Available in English

15 minutes

Mobile Ready


As many as 36 fatalities and 24,882 injuries occurred due to falls from stairways and ladders used in construction.

Labor Statistics, OSHA


For the most part, the utility industry follows the same standards on ladder and platform safety as do the general and construction industries, however, there are some exceptions for specialized work by performed these highly qualified lineworkers.

Because of the nature of the industry, electrical workers use portable ladders and platforms to get at the implements and panels they have to frequently interact with. Employers must provide training programs for workers using ladders and stairways in the course of their job. The training programs should teach electrical workers to recognize hazards related to ladder and stairway use and train them on the proper work practices to minimize associated hazards.

When working at heights, the first rule of ladder safety is to make sure that ladders and platforms are in good condition for safely accessing hard to reach areas, but also that these simple machines are secured to prevent them from becoming accidentally dislodged. Always check that they are secured before beginning work, fixed in place properly and without the capacity for play or wiggle. A competent person must inspect all ladders and platforms frequently, whether they are portable or fixed. If a ladder or platform has defects, it must be withdrawn from service for repair or destruction.

Electrical Workers Should:

  • Lash, or otherwise hold in position, ladders and platforms to prevent them from moving, and also rely on a teammate to spot the ladder, keeping it grounded if need be and ready to assist in case of accident.
  • Place portable ladders so that side rails and the base section have solid footing.
  • Ensure the top rest for portable rung and cleat ladders is reasonably rigid with enough strength to hold the load.

Load limits are legibly displayed on ladders and platforms, and workers are not to exceed those limits. Further, workers must not use ladders or platforms for a purpose other than the one for which they are intended; for example, don’t use for runways or scaffolding. Ladder are not bridges or work benches.

Unless the ladder is two-sided and marked by the manufacturer as a two-person ladder, only one person at a time can occupy the ladder.

Ladders and platforms that have been withdrawn from service should be tagged or marked as “Dangerous, Do Not Use.” Repairs must meet manufacturer’s approved specifications; rigging a ladder without trying to meet these standards can result in injury—repair should be done right or not at all. Replace broken ladders if the repair cannot be made to meet the standard of the manufacturer, or send to manufacturer for necessary repairs.

Linemen cannot use portable, conductive, metal ladders near exposed, energized lines or equipment, unless they are an electrically qualified worker and so know the hazards involved, and remain prepared to mitigate them.

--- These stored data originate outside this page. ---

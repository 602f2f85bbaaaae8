//! TOML configuration for the target device, matching and report delivery.
//!
//! Every section and field is optional; TOML hex literals (`0x054C`) work for ids.

use crate::backends::ManagerOptions;
use crate::device::{MatchCriteria, DUALSHOCK4_PRODUCT_ID, SONY_VENDOR_ID};
use crate::error::Result;
use crate::report::{ReportSettings, DEFAULT_REPORT_SIZE};
use serde::{Deserialize, Serialize};
use std::path::Path;
use std::time::Duration;

#[derive(Debug, Clone, Default, PartialEq, Serialize, Deserialize)]
#[serde(default)]
pub struct Config {
    pub target: TargetConfig,
    pub manager: ManagerConfig,
    pub reports: ReportConfig,
}

/// Device to look for after enumeration.
#[derive(Debug, Clone, PartialEq, Serialize, Deserialize)]
pub struct TargetConfig {
    #[serde(default = "default_vendor_id")]
    pub vendor_id: u16,
    #[serde(default = "default_product_id")]
    pub product_id: u16,
}

fn default_vendor_id() -> u16 {
    SONY_VENDOR_ID
}

fn default_product_id() -> u16 {
    DUALSHOCK4_PRODUCT_ID
}

impl Default for TargetConfig {
    fn default() -> Self {
        Self {
            vendor_id: default_vendor_id(),
            product_id: default_product_id(),
        }
    }
}

#[derive(Debug, Clone, PartialEq, Serialize, Deserialize)]
pub struct ManagerConfig {
    #[serde(default = "default_true")]
    pub enumerate_on_open: bool,
    /// Empty matches every device.
    #[serde(default)]
    pub matching: Vec<MatchCriteria>,
}

fn default_true() -> bool {
    true
}

impl Default for ManagerConfig {
    fn default() -> Self {
        Self {
            enumerate_on_open: true,
            matching: Vec::new(),
        }
    }
}

#[derive(Debug, Clone, PartialEq, Serialize, Deserialize)]
pub struct ReportConfig {
    #[serde(default = "default_buffer_size")]
    pub buffer_size: usize,
    #[serde(default = "default_read_timeout_ms")]
    pub read_timeout_ms: u64,
    #[serde(default = "default_channel_capacity")]
    pub channel_capacity: usize,
}

fn default_buffer_size() -> usize {
    DEFAULT_REPORT_SIZE
}

fn default_read_timeout_ms() -> u64 {
    50
}

fn default_channel_capacity() -> usize {
    256
}

impl Default for ReportConfig {
    fn default() -> Self {
        Self {
            buffer_size: default_buffer_size(),
            read_timeout_ms: default_read_timeout_ms(),
            channel_capacity: default_channel_capacity(),
        }
    }
}

impl Config {
    /// Read and parse a TOML file.
    pub fn load(path: impl AsRef<Path>) -> Result<Self> {
        let text = std::fs::read_to_string(path)?;
        Self::from_toml_str(&text)
    }

    pub fn from_toml_str(text: &str) -> Result<Self> {
        Ok(toml::from_str(text)?)
    }

    pub fn manager_options(&self) -> ManagerOptions {
        ManagerOptions {
            enumerate_on_open: self.manager.enumerate_on_open,
        }
    }

    /// `None` when no criteria are configured.
    pub fn matching(&self) -> Option<&[MatchCriteria]> {
        (!self.manager.matching.is_empty()).then_some(self.manager.matching.as_slice())
    }

    pub fn report_settings(&self) -> ReportSettings {
        ReportSettings {
            read_timeout: Duration::from_millis(self.reports.read_timeout_ms),
            channel_capacity: self.reports.channel_capacity,
        }
    }
}

#[cfg(test)]
mod tests {
    use super::*;
    use crate::error::Error;

    #[test]
    fn empty_file_gives_defaults() {
        let config = Config::from_toml_str("").unwrap();
        assert_eq!(config, Config::default());
        assert_eq!(config.target.vendor_id, 0x054C);
        assert_eq!(config.target.product_id, 0x05C4);
        assert!(config.matching().is_none());
        assert_eq!(config.report_settings(), ReportSettings::default());
    }

    #[test]
    fn hex_ids_and_partial_sections() {
        let config = Config::from_toml_str(
            r#"
            [target]
            vendor_id = 0x046D
            product_id = 0xC52B

            [manager]
            enumerate_on_open = false
            matching = [{ usage_page = 1, usage = 5 }, { vendor_id = 0x054C }]

            [reports]
            read_timeout_ms = 10
            "#,
        )
        .unwrap();

        assert_eq!(config.target.vendor_id, 0x046D);
        assert_eq!(config.target.product_id, 0xC52B);
        assert!(!config.manager_options().enumerate_on_open);
        assert_eq!(
            config.matching(),
            Some(
                &[
                    MatchCriteria::usage(1, 5),
                    MatchCriteria {
                        vendor_id: Some(0x054C),
                        ..MatchCriteria::default()
                    },
                ][..]
            )
        );
        assert_eq!(config.reports.buffer_size, 64);
        assert_eq!(config.report_settings().read_timeout, Duration::from_millis(10));
        assert_eq!(config.report_settings().channel_capacity, 256);
    }

    #[test]
    fn out_of_range_id_is_a_config_error() {
        let err = Config::from_toml_str("[target]\nvendor_id = 0x10000\n").unwrap_err();
        assert!(matches!(err, Error::Config(_)));
    }

    #[test]
    fn missing_file_is_an_io_error() {
        let err = Config::load("/nonexistent/hidtap.toml").unwrap_err();
        assert!(matches!(err, Error::Io(_)));
    }
}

Ladders made of conductive materials must be clearly marked in a prominent position on the ladder, and they must be inspected frequently.

Extension ladders are not the only means workers use for climbing. In addition to portable ladders, qualified employees use step bolts on towers, poles, and other structures. They also use some older, fixed manhole steps.

Trained climbers who use permanently installed steps on a tower should pay particular attention to the steps as they ascend the structure; since these steps are fixed, typically welded on to a pole, there isn’t much guidance to offer the utility worker other than to be aware and climb methodically, not skipping steps.

Step Bolt Best Practices

  • Visually inspect the steps.
  • Apply pressure, or “bump,” the step with the palm of your hand to test its stability before putting weight on it.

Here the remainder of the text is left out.